Un entretien avec le Figarovox de Claire Fourcade, docteur à la Polyclinique Le Languedoc à Narbonne. Elle exerce depuis plus de 12 ans en service de soins palliatifs, expérience qu'elle relate dans son livre «1001 vies en soins palliatifs» paru en 2012 aux éditions Bayard. Pour elle, ce qui manque aux soins palliatifs en France est une réelle volonté politique :
"La France a une pratique de la médecine palliative qui s'est développée beaucoup plus tardivement et plus lentement que chez nos voisins anglo-saxons. Notre société n'a pas fait le choix, dans un contexte de ressources contraintes, d'attribuer à cette discipline des moyens permettant de répondre à l'ensemble des besoins des patients, même si beaucoup a été fait depuis 15 ans. […]
Malgré un «programme national de développement» mis en place à partir de 2008, les sages ont remarqué qu'en 2014 «aucune estimation globale du nombre de personnes ayant effectivement bénéficié de soins palliatifs sur une année donnée n'est disponible». Comment expliquez-vous ce manque de données? D'où viennent les blocages?
Ce dernier plan de développement s'est achevé en 2012 sans être prolongé. Les réticences de notre société à envisager la mort expliquent probablement en grande partie cette carence et ce manque de volonté politique. Les soins palliatifs continuent encore trop souvent d'être un pis-aller qui ferait suite à l'échec de la médecine curative alors qu'ils pourraient être proposés bien plus tôt dans l'accompagnement des maladies graves, en offrant aux patients une prise en charge globale qui comprenne l'ensemble des difficultés auxquelles ils sont confrontés.

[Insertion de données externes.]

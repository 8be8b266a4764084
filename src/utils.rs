/// Skip predicate for integers and booleans, which are omitted when zero or `false`.
pub(crate) fn is_default<D: Default + Eq>(value: &D) -> bool {
    value == &D::default()
}

#[cfg(test)]
mod test {
    use super::*;

    #[test]
    fn test_is_default() {
        assert!(is_default(&0i64));
        assert!(is_default(&false));
        assert!(!is_default(&1i64));
        assert!(!is_default(&true));
    }
}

Permettre l'accès à des soins palliatifs pour tous nécessite d'abord une volonté politique et des budgets adaptés. Un meilleur contrôle de l'utilisation des ressources allouées permettraient également d'éviter que certains budgets ne puissent être utilisés à d'autres fins que celles prévues, dans un contexte de forte contrainte économique pour les établissements de santé. Les équipes de soins palliatifs ne reçoivent pas toujours l'intégralité des moyens qu'ils devraient recevoir.[…]
La proposition de loi sur la fin de vie de Mrs Léonetti et Claeys ne modifie pas à mon sens les grands équilibres de la loi de 2005. Elle vient répondre à certaines inquiétudes de nos concitoyens (par exemple sur la question de la sédation) et préciser certains dispositifs (comme les directives anticipées). Néanmoins, ces questions sont extrêmement complexes et la vigilance sera de mise tout au long des débats pour éviter que des formulations imprécises ne conduisent à des dérives, dans la pratique de la sédation en particulier. […]
Nous essayons de ne jamais oublier que chacune des décisions uniques que nous prenons pour des patients uniques vient dire aussi à tous l'attention que notre société porte aux plus vulnérables."